President Theodore Roosevelt used the 1906 Antiquities Act to designate a Grand Canyon National Monument, as well as an Olympic National Monument to protect a species of elk that now bears his name.

"Monuments Could Be Blocked in Senate Bill," said a recent release from Sen. Mike Crapo, R-Idaho....

Lands that began as national monuments -- e.g. Grand Canyon, Olympic, Death Valley -- are now numbered among our greatest national parks. Up north, Katmai and Glacier Bay were national monuments until the 1980 Alaska Lands Act expanded both and made these wonderlands national parks....

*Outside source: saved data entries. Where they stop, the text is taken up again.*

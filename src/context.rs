//! # Parse Context
//!
//! [`ParserContext`] is the mutable state threaded through one parse
//! invocation: the symbol dictionary, the current key and time signatures,
//! the chord table, default note settings, and the strict-mode flag.
//!
//! The context is request-scoped. Sub-grammars mutate it as side effects of
//! their tokens (a `TIME:` token updates the time signature for every later
//! note token), so a context must never be shared between concurrent parse
//! calls; give each call its own instance, or reuse one instance across
//! sequential calls to share a dictionary.
//!
//! ## Dictionary
//! Keys are uppercase-normalized. Values are strings; numeric resolution
//! chases alias chains (`A -> B -> C`) until a name has no definition, then
//! tries that literal as a number.
//!
//! ## Dictionary Files
//! [`ParserContext::load_dictionary`] reads the simple line format:
//! ```text
//! # comment
//! $CONCERT_A=69
//! $TUNING=CONCERT_A
//! ```

use std::collections::HashMap;

use crate::error::StaccatoError;
use crate::music::{
    DEFAULT_BASS_OCTAVE, DEFAULT_DURATION, DEFAULT_OCTAVE, DEFAULT_VELOCITY,
};
use crate::theory::{
    ChordTable, KeySignature, TimeSignature, DYNAMICS, INSTRUMENT_NAMES, TEMPO_WORDS,
};

/// Alias chains longer than this are treated as undefined (cycle guard).
const MAX_LOOKUP_DEPTH: usize = 64;

/// Mutable state for one parse invocation.
#[derive(Debug, Clone)]
pub struct ParserContext {
    dictionary: HashMap<String, String>,
    pub key_signature: KeySignature,
    pub time_signature: TimeSignature,
    pub chord_table: ChordTable,
    /// When set, an unmatched token aborts the parse instead of being
    /// skipped.
    pub strict: bool,
    pub default_octave: u8,
    pub default_bass_octave: u8,
    pub default_duration: f64,
    pub default_on_velocity: u8,
    pub default_off_velocity: u8,
}

impl Default for ParserContext {
    /// A context with the standard chord table and the preloaded name
    /// dictionary (General MIDI instruments, tempo words, dynamics).
    fn default() -> Self {
        let mut ctx = Self::bare();
        for (program, name) in INSTRUMENT_NAMES.iter().enumerate() {
            ctx.define(name, program.to_string());
        }
        for (word, bpm) in TEMPO_WORDS {
            ctx.define(word, bpm.to_string());
        }
        for (mark, velocity) in DYNAMICS {
            ctx.define(mark, velocity.to_string());
        }
        ctx
    }
}

impl ParserContext {
    /// A context with an empty dictionary. Useful for tests that need full
    /// control over definitions.
    pub fn bare() -> Self {
        Self {
            dictionary: HashMap::new(),
            key_signature: KeySignature::default(),
            time_signature: TimeSignature::default(),
            chord_table: ChordTable::standard(),
            strict: false,
            default_octave: DEFAULT_OCTAVE,
            default_bass_octave: DEFAULT_BASS_OCTAVE,
            default_duration: DEFAULT_DURATION,
            default_on_velocity: DEFAULT_VELOCITY,
            default_off_velocity: DEFAULT_VELOCITY,
        }
    }

    /// Define or redefine a dictionary entry. The key is
    /// uppercase-normalized.
    pub fn define(&mut self, key: &str, value: impl Into<String>) {
        self.dictionary.insert(key.trim().to_uppercase(), value.into());
    }

    /// Direct (single-hop) lookup.
    pub fn lookup(&self, key: &str) -> Option<&str> {
        self.dictionary.get(&key.trim().to_uppercase()).map(|s| s.as_str())
    }

    /// Resolve a name to a number, chasing alias chains until a name has no
    /// definition, then trying that literal as a number.
    pub fn lookup_number(&self, key: &str) -> Result<f64, StaccatoError> {
        let mut current = key.trim().to_uppercase();
        for _ in 0..MAX_LOOKUP_DEPTH {
            match self.dictionary.get(&current) {
                Some(next) => current = next.trim().to_uppercase(),
                None => {
                    return current.parse::<f64>().map_err(|_| {
                        StaccatoError::UnknownDictionaryEntry {
                            key: key.to_string(),
                        }
                    })
                }
            }
        }
        Err(StaccatoError::UnknownDictionaryEntry {
            key: key.to_string(),
        })
    }

    /// Resolve a name to a byte value (0-127).
    pub fn lookup_byte(&self, key: &str) -> Result<u8, StaccatoError> {
        let value = self.lookup_number(key)?;
        if value < 0.0 || value > 127.0 {
            return Err(StaccatoError::Syntax {
                token: key.to_string(),
                message: format!("dictionary value {} out of byte range", value),
            });
        }
        Ok(value as u8)
    }

    /// Load definitions from dictionary-file text.
    ///
    /// Lines starting with `#` are comments, lines starting with
    /// `$NAME=value` are definitions, blank lines are skipped. Anything
    /// else is an error. Returns the number of definitions loaded.
    pub fn load_dictionary(&mut self, text: &str) -> Result<usize, StaccatoError> {
        let mut loaded = 0;
        for line in text.lines() {
            let trimmed = line.trim();
            if trimmed.is_empty() || trimmed.starts_with('#') {
                continue;
            }
            let Some(definition) = trimmed.strip_prefix('$') else {
                return Err(StaccatoError::Dictionary {
                    line: line.to_string(),
                    message: "expected '#' comment or '$NAME=value' definition".to_string(),
                });
            };
            let Some((name, value)) = definition.split_once('=') else {
                return Err(StaccatoError::Dictionary {
                    line: line.to_string(),
                    message: "definition is missing '='".to_string(),
                });
            };
            if name.trim().is_empty() {
                return Err(StaccatoError::Dictionary {
                    line: line.to_string(),
                    message: "definition has an empty name".to_string(),
                });
            }
            self.define(name, value.trim().to_string());
            loaded += 1;
        }
        Ok(loaded)
    }
}

#[cfg(test)]
mod tests {
    use super::*;

    #[test]
    fn test_keys_are_case_normalized() {
        let mut ctx = ParserContext::bare();
        ctx.define("Concert_A", "69");
        assert_eq!(ctx.lookup("concert_a"), Some("69"));
        assert_eq!(ctx.lookup("CONCERT_A"), Some("69"));
    }

    #[test]
    fn test_lookup_number_chases_aliases() {
        let mut ctx = ParserContext::bare();
        ctx.define("FOO", "BAR");
        ctx.define("BAR", "5");
        assert_eq!(ctx.lookup_number("FOO").unwrap(), 5.0);
    }

    #[test]
    fn test_lookup_number_undefined() {
        let ctx = ParserContext::bare();
        assert!(matches!(
            ctx.lookup_number("MISSING"),
            Err(StaccatoError::UnknownDictionaryEntry { .. })
        ));
    }

    #[test]
    fn test_lookup_number_cycle_is_undefined() {
        let mut ctx = ParserContext::bare();
        ctx.define("A", "B");
        ctx.define("B", "A");
        assert!(ctx.lookup_number("A").is_err());
    }

    #[test]
    fn test_lookup_byte_range() {
        let mut ctx = ParserContext::bare();
        ctx.define("BIG", "300");
        assert!(ctx.lookup_byte("BIG").is_err());
        ctx.define("OK", "127");
        assert_eq!(ctx.lookup_byte("OK").unwrap(), 127);
    }

    #[test]
    fn test_default_context_preloads() {
        let ctx = ParserContext::default();
        assert_eq!(ctx.lookup_byte("Piano").unwrap(), 0);
        assert_eq!(ctx.lookup_byte("Flute").unwrap(), 73);
        assert_eq!(ctx.lookup_number("Allegro").unwrap(), 120.0);
        assert_eq!(ctx.lookup_byte("mf").unwrap(), 80);
    }

    #[test]
    fn test_load_dictionary() {
        let mut ctx = ParserContext::bare();
        let text = "# tuning reference\n\n$CONCERT_A=69\n$TUNING=CONCERT_A\n";
        assert_eq!(ctx.load_dictionary(text).unwrap(), 2);
        assert_eq!(ctx.lookup_number("TUNING").unwrap(), 69.0);
    }

    #[test]
    fn test_load_dictionary_rejects_junk() {
        let mut ctx = ParserContext::bare();
        assert!(matches!(
            ctx.load_dictionary("NAME=5"),
            Err(StaccatoError::Dictionary { .. })
        ));
        assert!(ctx.load_dictionary("$=5").is_err());
        assert!(ctx.load_dictionary("$NOVALUE").is_err());
    }
}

"National monuments are usually way stations to national parks, places so popular that they became national parks: They are national treasures and huge economic engines," said Douglas Brinkley, author of a bestseller on Theodore Roosevelt and a new book, "The Quiet World," on efforts to control land exploitation in Alaska and stave off species extinction.

"In an America filled with lobby groups and selfish agendas, you can't just save a place for one presidency," Brinkley added....

"Sponsors of efforts to curb Presidential authority under the Antiquties Act are some of the same people in Congress who promote executive power in other realms," Brinkley notes....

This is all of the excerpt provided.